- [Exercise requirements] Go through the data and copy each line that holds "InvalidConfig".

- [Data under study]
----------

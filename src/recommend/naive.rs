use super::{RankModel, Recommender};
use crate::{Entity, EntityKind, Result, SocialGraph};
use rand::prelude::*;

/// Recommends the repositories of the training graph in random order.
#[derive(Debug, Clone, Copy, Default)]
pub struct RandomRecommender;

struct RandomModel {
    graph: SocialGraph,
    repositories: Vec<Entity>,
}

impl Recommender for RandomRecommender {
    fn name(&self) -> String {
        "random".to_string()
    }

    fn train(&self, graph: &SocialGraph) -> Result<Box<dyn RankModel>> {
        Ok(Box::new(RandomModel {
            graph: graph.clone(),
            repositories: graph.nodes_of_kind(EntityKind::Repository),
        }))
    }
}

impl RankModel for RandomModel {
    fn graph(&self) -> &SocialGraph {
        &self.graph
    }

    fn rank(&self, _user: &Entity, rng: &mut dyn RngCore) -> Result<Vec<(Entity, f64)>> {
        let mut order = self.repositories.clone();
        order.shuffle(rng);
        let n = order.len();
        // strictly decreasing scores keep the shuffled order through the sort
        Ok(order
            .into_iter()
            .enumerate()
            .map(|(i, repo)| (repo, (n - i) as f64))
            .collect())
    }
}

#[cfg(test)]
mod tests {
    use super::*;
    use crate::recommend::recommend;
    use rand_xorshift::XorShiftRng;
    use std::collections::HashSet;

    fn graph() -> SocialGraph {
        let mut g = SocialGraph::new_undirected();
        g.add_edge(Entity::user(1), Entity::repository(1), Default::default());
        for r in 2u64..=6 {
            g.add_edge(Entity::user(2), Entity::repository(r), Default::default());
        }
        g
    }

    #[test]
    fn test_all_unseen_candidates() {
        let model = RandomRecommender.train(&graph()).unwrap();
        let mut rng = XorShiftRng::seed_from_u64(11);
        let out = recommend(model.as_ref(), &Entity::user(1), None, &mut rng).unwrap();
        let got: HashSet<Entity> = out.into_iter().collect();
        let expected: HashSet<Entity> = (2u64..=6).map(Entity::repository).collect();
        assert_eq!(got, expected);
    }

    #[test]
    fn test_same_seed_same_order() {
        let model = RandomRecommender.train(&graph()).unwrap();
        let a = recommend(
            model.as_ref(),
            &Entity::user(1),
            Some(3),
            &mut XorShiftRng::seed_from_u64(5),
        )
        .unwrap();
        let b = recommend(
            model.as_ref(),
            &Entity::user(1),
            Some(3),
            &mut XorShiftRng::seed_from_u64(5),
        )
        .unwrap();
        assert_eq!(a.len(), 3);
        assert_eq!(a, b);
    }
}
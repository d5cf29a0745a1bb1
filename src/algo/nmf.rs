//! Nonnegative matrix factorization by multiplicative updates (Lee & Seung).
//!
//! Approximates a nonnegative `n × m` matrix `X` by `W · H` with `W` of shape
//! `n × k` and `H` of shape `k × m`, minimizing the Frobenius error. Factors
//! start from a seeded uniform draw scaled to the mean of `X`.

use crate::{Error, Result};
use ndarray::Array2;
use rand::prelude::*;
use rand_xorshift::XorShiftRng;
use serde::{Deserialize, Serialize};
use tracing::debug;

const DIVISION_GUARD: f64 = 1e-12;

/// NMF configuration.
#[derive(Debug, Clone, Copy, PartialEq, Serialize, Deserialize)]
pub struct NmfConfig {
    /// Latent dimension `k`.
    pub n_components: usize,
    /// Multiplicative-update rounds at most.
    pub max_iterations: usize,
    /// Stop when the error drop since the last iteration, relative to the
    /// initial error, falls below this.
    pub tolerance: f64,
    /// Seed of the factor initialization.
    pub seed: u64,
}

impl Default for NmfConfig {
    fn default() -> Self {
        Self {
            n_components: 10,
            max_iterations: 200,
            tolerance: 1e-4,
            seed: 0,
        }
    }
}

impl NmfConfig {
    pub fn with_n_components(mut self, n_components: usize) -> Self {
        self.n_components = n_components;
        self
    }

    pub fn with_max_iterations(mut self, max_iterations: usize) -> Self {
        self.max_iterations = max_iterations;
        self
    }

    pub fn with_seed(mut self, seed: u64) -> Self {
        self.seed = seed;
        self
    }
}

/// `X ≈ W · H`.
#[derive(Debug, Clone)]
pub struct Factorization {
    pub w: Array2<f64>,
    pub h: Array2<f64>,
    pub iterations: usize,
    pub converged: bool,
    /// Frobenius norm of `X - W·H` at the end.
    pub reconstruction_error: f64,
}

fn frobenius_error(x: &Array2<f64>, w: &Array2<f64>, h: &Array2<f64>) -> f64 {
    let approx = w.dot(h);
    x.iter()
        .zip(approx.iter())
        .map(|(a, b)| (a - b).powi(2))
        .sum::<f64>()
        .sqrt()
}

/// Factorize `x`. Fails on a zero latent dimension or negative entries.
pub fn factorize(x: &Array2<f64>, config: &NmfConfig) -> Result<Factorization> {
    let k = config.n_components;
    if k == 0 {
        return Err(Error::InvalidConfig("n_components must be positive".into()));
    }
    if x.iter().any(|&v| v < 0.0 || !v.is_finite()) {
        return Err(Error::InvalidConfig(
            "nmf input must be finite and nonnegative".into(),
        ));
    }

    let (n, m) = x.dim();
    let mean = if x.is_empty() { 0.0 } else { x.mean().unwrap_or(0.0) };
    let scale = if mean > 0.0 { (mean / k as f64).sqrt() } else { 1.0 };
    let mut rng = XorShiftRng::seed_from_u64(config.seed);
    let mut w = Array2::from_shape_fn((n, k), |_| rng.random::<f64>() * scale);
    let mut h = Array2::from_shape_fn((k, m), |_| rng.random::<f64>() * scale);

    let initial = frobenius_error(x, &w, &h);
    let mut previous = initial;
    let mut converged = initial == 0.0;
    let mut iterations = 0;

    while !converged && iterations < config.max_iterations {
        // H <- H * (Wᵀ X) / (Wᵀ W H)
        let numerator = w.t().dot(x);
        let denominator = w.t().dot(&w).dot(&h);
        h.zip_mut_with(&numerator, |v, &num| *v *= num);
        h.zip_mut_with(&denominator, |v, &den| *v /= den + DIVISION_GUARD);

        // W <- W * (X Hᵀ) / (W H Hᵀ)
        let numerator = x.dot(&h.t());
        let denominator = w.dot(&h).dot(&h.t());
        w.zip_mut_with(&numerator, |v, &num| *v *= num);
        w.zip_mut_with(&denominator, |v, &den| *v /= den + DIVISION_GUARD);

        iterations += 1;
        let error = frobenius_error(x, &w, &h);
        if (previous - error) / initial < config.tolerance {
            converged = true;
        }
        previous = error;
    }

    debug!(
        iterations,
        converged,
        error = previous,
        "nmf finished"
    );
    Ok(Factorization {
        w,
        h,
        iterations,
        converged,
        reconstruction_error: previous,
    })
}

----------

- [Written answer]
        return Err(Error::InvalidConfig("n_components must be positive".into()));
        return Err(Error::InvalidConfig(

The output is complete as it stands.